The group, who want to see a de Havilland DH.98 Mosquito flying in the UK again have raised over £40,000 (target is £7 million) until date, according to its website. Speaking about the restoration, the group's Director of Engineering and Airframe Compliance, Ross Sharp, told War is Boring that "that was due, I think, because it performed so many roles and performed them superbly."

The People's Mosquito are restoring an NF.36 — a night-fighter version that had US-made AI.Mk X radar and two powerful Rolls-Royce Merlin 113/114 engines. The aircraft had crashed near RAF Coltishall in Norfolk after both engines suffered failures soon after taking off. Though recovered, the pieces of the aircraft are "almost entirely unusable."

So, the group are building it from scratch. They will build a Mosquito FB.VI variant, a highly-configurable fighter-bomber.

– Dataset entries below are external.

//! The stamping matrix: MNA coefficients addressed through handles.
//!
//! Devices call [`SparseMatrix::allocate`] once per `(row, col)` pair at
//! setup and keep the returned [`MatrixHandle`]. Every Newton iteration
//! they add into the cell through the handle. Row and column 0 are the
//! ground node and are not part of the system; handles against ground
//! are the [`MatrixHandle::GROUND`] sentinel and their stamps vanish.
//!
//! After [`SparseMatrix::finalize`] the handles index a CSR structure
//! directly, so the accumulated values can be handed to the solver with
//! no copy.

use crate::error::{NodalError, Result};
use crate::solver::{make_solver, LinearSolver};
use crate::options::SolverBackend;
use crate::sparse::CsrMatrix;
use num_complex::Complex64;
use std::collections::HashMap;

#[derive(Debug, Clone, Copy, PartialEq, Eq, Hash)]
pub struct MatrixHandle(u32);

impl MatrixHandle {
    pub const GROUND: MatrixHandle = MatrixHandle(u32::MAX);

    pub fn is_ground(self) -> bool {
        self == Self::GROUND
    }
}

#[derive(Debug)]
pub struct SparseMatrix {
    size: usize,
    positions: HashMap<(usize, usize), MatrixHandle>,
    /// `(row, col)` of each handle, 1-based unknown indices.
    entries: Vec<(usize, usize)>,
    /// CSR value index of each handle; valid after `finalize`.
    slots: Vec<usize>,
    real: CsrMatrix<f64>,
    complex: CsrMatrix<Complex64>,
    solver: Box<dyn LinearSolver>,
    finalized: bool,
}

impl SparseMatrix {
    pub fn new(backend: SolverBackend, pivrel: f64, pivtol: f64) -> Self {
        Self {
            size: 0,
            positions: HashMap::new(),
            entries: Vec::new(),
            slots: Vec::new(),
            real: CsrMatrix::new(0, 0),
            complex: CsrMatrix::new(0, 0),
            solver: make_solver(backend, pivrel, pivtol),
            finalized: false,
        }
    }

    /// Reserve the cell at `(row, col)` and return its handle.
    ///
    /// Repeated allocation of the same cell returns the same handle.
    pub fn allocate(&mut self, row: usize, col: usize) -> MatrixHandle {
        if row == 0 || col == 0 {
            return MatrixHandle::GROUND;
        }
        if let Some(&h) = self.positions.get(&(row, col)) {
            return h;
        }
        let h = MatrixHandle(self.entries.len() as u32);
        self.entries.push((row, col));
        self.positions.insert((row, col), h);
        self.finalized = false;
        h
    }

    /// Freeze the structure for a system of `size` unknowns (ground excluded).
    pub fn finalize(&mut self, size: usize) -> Result<()> {
        if let Some(&(r, c)) = self.entries.iter().find(|&&(r, c)| r > size || c > size) {
            return Err(NodalError::Setup(format!(
                "matrix entry ({r}, {c}) outside a system of {size} unknowns"
            )));
        }
        self.size = size;
        let triplets: Vec<(usize, usize, f64)> =
            self.entries.iter().map(|&(r, c)| (r - 1, c - 1, 0.0)).collect();
        self.real = CsrMatrix::from_triplets(size, size, &triplets);
        self.slots = self
            .entries
            .iter()
            .map(|&(r, c)| {
                let (row, col) = (r - 1, c - 1);
                (self.real.row_pointers[row]..self.real.row_pointers[row + 1])
                    .find(|&idx| self.real.col_indices[idx] == col)
                    .unwrap_or(usize::MAX)
            })
            .collect();
        self.complex = CsrMatrix {
            nrows: size,
            ncols: size,
            values: vec![Complex64::new(0.0, 0.0); self.real.nnz()],
            col_indices: self.real.col_indices.clone(),
            row_pointers: self.real.row_pointers.clone(),
        };
        self.solver.request_reorder();
        self.finalized = true;
        Ok(())
    }

    /// Number of unknowns, ground excluded.
    pub fn size(&self) -> usize {
        self.size
    }

    pub fn is_finalized(&self) -> bool {
        self.finalized
    }

    /// Additive real stamp.
    #[inline]
    pub fn add(&mut self, h: MatrixHandle, value: f64) {
        if !h.is_ground() {
            self.real.values[self.slots[h.0 as usize]] += value;
        }
    }

    /// Additive complex stamp.
    #[inline]
    pub fn add_complex(&mut self, h: MatrixHandle, value: Complex64) {
        if !h.is_ground() {
            self.complex.values[self.slots[h.0 as usize]] += value;
        }
    }

    /// Current real value of a cell (zero for ground).
    pub fn get(&self, h: MatrixHandle) -> f64 {
        if h.is_ground() {
            0.0
        } else {
            self.real.values[self.slots[h.0 as usize]]
        }
    }

    pub fn get_complex(&self, h: MatrixHandle) -> Complex64 {
        if h.is_ground() {
            Complex64::new(0.0, 0.0)
        } else {
            self.complex.values[self.slots[h.0 as usize]]
        }
    }

    pub fn clear_real(&mut self) {
        self.real.values.iter_mut().for_each(|v| *v = 0.0);
    }

    pub fn clear_complex(&mut self) {
        self.complex.values.iter_mut().for_each(|v| *v = Complex64::new(0.0, 0.0));
    }

    /// Force a fresh pivot order on the next factorization.
    pub fn reorder(&mut self) {
        self.solver.request_reorder();
    }

    /// Factor the real system and solve in place. `rhs[0]` is ground.
    pub fn factor_and_solve(&mut self, rhs: &mut [f64]) -> Result<()> {
        self.check_rhs(rhs.len())?;
        self.solver.solve_real(&self.real, &mut rhs[1..])?;
        rhs[0] = 0.0;
        Ok(())
    }

    /// Factor the complex system and solve in place. `rhs[0]` is ground.
    pub fn factor_and_solve_complex(&mut self, rhs: &mut [Complex64]) -> Result<()> {
        self.check_rhs(rhs.len())?;
        self.solver.solve_complex(&self.complex, &mut rhs[1..])?;
        rhs[0] = Complex64::new(0.0, 0.0);
        Ok(())
    }

    /// Determinant of the last complex factorization.
    pub fn complex_determinant(&self) -> Complex64 {
        self.solver.complex_determinant()
    }

    /// (factorizations, reorders) performed by the solver.
    pub fn solver_counters(&self) -> (u32, u32) {
        self.solver.counters()
    }

    pub fn real_csr(&self) -> &CsrMatrix<f64> {
        &self.real
    }

    pub fn complex_csr(&self) -> &CsrMatrix<Complex64> {
        &self.complex
    }

    fn check_rhs(&self, len: usize) -> Result<()> {
        if !self.finalized {
            return Err(NodalError::Setup("matrix used before finalize".into()));
        }
        if len != self.size + 1 {
            return Err(NodalError::Analysis(format!(
                "rhs length {len} does not match {} unknowns plus ground",
                self.size
            )));
        }
        Ok(())
    }
}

The aircraft will feature fresh airframe, wings and engines, known as data plate restoration. It will, however, contain some non-structural bits from the original.

"It's going to be mostly new parts, of course, which in a predominantly wooden aircraft like the Mosquito is vital," Sharp agrees.

Another reason why it has to be rebuilt is that the glue that holds the fuselage decays overtime. So, they have to build a new fuselage. The team is in possession of the original blueprints, thus helping it in building a better one. They also have modern tools and laser cutting to aid them.

The Rolls Royce Merlin engines which Mosquito uses is still available and the team also has access to world's only existing Mosquito fuselage molds.

The team hopes to make the new plane indistinguishable from the old. They will be using the same wood from the Canadian forests that were used in the original aircraft.

"We would not under any circumstances dream of altering Sir Geoffrey de Havilland's vision, or even try to reinvent the wheel. That's not going to happen," Sharp said.

Nevertheless, the aircraft that they will be building will feature several upgrades to suit the modern skies and that means they have to make room for electronics, communications gear and anti-collision systems into the crammed space.

The team is likely to install four screwed-in gun barrels, but are unlikely to install Mosquito FB.6's four nose-mounted .303 Browning machine guns.

The team is still in its early days of building the aircraft and is seeking donations and volunteers. Once complete, the team wants it to have it to go on a travelling display and looks to reconfigure it for different roles to match the Mosquito's multi-role nature.

The report notes that repainting the aircraft in different configuration will be an expensive affair.